Your task
Across the whole listing, filter for the string "supported" and copy every line that has it.
::::
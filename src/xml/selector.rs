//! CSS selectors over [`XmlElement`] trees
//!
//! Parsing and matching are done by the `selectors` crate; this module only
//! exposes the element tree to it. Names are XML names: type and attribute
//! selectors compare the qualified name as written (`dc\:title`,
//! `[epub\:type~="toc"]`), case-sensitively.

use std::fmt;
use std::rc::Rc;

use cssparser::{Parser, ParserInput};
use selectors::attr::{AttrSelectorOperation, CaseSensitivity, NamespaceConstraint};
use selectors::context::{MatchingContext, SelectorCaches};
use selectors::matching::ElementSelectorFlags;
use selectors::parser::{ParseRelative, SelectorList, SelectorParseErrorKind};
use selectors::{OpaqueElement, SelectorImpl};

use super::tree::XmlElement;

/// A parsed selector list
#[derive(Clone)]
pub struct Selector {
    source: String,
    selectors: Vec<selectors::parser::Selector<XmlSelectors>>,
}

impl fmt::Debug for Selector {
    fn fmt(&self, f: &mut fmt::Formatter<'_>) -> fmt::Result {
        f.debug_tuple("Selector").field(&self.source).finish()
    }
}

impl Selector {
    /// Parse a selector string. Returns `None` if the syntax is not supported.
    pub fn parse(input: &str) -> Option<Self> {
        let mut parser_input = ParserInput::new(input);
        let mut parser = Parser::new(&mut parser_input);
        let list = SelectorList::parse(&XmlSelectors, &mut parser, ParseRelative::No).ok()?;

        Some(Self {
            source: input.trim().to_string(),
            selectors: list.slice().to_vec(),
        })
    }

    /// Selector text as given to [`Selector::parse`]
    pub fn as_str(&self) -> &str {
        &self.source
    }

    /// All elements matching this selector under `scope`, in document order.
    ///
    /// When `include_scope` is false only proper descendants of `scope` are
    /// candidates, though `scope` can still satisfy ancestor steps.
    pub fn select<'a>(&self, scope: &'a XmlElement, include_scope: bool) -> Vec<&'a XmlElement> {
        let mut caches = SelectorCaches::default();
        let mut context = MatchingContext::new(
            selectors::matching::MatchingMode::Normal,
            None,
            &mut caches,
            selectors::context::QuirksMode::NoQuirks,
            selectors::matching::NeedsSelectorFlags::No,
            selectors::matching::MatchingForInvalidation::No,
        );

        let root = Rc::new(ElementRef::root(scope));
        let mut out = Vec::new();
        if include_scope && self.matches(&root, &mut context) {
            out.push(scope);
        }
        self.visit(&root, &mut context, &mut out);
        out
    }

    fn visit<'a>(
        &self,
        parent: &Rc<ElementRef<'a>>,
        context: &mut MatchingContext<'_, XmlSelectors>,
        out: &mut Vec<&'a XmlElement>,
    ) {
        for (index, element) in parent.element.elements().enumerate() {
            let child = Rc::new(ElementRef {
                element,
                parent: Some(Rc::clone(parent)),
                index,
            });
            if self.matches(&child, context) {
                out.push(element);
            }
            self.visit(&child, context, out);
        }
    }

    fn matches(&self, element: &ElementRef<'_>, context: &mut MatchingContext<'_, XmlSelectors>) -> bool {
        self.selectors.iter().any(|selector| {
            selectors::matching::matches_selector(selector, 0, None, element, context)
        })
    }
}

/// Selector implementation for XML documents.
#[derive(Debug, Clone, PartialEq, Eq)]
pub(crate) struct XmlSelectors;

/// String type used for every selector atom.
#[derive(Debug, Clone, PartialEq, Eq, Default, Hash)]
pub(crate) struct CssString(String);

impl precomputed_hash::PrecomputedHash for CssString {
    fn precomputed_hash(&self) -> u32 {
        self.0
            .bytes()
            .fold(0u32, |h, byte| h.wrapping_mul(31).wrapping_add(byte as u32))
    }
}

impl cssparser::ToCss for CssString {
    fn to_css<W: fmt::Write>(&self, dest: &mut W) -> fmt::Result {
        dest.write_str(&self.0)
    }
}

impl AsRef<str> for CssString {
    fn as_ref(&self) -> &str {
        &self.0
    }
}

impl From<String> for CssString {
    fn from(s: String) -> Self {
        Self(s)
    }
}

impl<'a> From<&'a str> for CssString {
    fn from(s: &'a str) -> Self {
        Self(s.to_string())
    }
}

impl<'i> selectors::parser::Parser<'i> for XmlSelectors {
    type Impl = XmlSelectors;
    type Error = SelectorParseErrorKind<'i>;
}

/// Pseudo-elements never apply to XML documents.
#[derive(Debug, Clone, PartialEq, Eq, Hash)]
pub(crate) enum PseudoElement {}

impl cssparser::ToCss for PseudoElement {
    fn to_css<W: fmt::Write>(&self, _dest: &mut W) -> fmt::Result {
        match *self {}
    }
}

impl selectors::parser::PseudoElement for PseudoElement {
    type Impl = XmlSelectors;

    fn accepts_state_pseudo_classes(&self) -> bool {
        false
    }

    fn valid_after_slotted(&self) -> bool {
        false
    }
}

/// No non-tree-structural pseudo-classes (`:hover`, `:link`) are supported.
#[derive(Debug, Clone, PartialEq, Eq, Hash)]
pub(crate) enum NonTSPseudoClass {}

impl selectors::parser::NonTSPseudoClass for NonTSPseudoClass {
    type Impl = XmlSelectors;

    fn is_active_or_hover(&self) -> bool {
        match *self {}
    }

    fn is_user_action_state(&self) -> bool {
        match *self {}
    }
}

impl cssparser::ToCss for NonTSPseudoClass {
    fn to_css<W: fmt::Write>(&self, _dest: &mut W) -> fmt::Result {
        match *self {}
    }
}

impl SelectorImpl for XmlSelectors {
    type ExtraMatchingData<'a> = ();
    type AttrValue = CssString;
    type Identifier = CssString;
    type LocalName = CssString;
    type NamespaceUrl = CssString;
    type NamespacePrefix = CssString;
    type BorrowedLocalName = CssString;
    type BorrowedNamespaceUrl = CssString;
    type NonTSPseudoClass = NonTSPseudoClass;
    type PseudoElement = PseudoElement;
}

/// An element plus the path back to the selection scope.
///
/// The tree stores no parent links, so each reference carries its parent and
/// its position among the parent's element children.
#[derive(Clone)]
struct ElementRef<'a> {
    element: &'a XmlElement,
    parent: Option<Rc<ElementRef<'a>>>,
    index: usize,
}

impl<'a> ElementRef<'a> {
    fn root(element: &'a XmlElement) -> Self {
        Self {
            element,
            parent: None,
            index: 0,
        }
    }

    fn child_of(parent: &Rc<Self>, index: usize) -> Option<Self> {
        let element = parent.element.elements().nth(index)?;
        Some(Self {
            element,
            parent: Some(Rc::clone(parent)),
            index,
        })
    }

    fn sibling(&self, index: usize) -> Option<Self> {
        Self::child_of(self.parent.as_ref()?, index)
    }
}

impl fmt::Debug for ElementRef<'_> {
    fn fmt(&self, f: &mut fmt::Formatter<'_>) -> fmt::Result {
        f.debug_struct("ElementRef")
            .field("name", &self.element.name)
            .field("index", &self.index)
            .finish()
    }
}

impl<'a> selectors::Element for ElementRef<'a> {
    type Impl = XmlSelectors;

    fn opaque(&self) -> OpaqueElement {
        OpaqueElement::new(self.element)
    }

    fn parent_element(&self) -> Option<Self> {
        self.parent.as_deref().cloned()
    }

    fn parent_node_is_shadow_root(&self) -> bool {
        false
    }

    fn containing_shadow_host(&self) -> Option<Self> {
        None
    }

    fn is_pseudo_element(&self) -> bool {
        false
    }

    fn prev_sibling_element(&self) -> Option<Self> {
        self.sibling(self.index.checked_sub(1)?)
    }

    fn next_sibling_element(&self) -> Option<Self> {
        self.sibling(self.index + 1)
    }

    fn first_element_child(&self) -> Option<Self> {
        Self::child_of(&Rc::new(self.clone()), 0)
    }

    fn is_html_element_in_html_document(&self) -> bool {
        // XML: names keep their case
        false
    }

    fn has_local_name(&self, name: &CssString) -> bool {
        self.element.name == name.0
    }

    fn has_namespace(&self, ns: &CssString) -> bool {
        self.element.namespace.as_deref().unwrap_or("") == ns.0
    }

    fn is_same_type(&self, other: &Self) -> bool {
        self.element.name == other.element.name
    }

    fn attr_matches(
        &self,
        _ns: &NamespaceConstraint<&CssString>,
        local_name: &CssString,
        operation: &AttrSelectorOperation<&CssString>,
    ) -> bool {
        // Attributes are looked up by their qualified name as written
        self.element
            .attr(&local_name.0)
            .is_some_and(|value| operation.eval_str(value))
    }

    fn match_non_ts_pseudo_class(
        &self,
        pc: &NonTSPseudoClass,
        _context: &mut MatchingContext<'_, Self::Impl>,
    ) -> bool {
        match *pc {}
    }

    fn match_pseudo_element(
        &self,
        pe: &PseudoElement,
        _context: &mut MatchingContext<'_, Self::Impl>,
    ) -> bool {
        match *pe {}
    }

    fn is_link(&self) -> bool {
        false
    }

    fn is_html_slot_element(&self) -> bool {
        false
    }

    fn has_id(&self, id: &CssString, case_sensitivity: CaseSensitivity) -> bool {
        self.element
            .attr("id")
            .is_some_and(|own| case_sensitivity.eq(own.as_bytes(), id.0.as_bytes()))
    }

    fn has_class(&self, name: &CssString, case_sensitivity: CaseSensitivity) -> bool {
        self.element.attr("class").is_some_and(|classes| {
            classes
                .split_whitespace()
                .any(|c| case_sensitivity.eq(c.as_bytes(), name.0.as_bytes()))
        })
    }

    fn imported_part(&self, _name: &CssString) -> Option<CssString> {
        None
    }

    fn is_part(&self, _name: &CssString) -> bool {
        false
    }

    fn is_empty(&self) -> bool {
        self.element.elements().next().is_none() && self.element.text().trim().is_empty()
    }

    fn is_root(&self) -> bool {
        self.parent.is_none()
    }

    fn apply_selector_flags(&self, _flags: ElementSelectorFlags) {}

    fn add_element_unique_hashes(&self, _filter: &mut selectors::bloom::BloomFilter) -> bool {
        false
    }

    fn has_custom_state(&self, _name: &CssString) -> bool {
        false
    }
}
::::
Exercise output
    /// Parse a selector string. Returns `None` if the syntax is not supported.
/// No non-tree-structural pseudo-classes (`:hover`, `:link`) are supported.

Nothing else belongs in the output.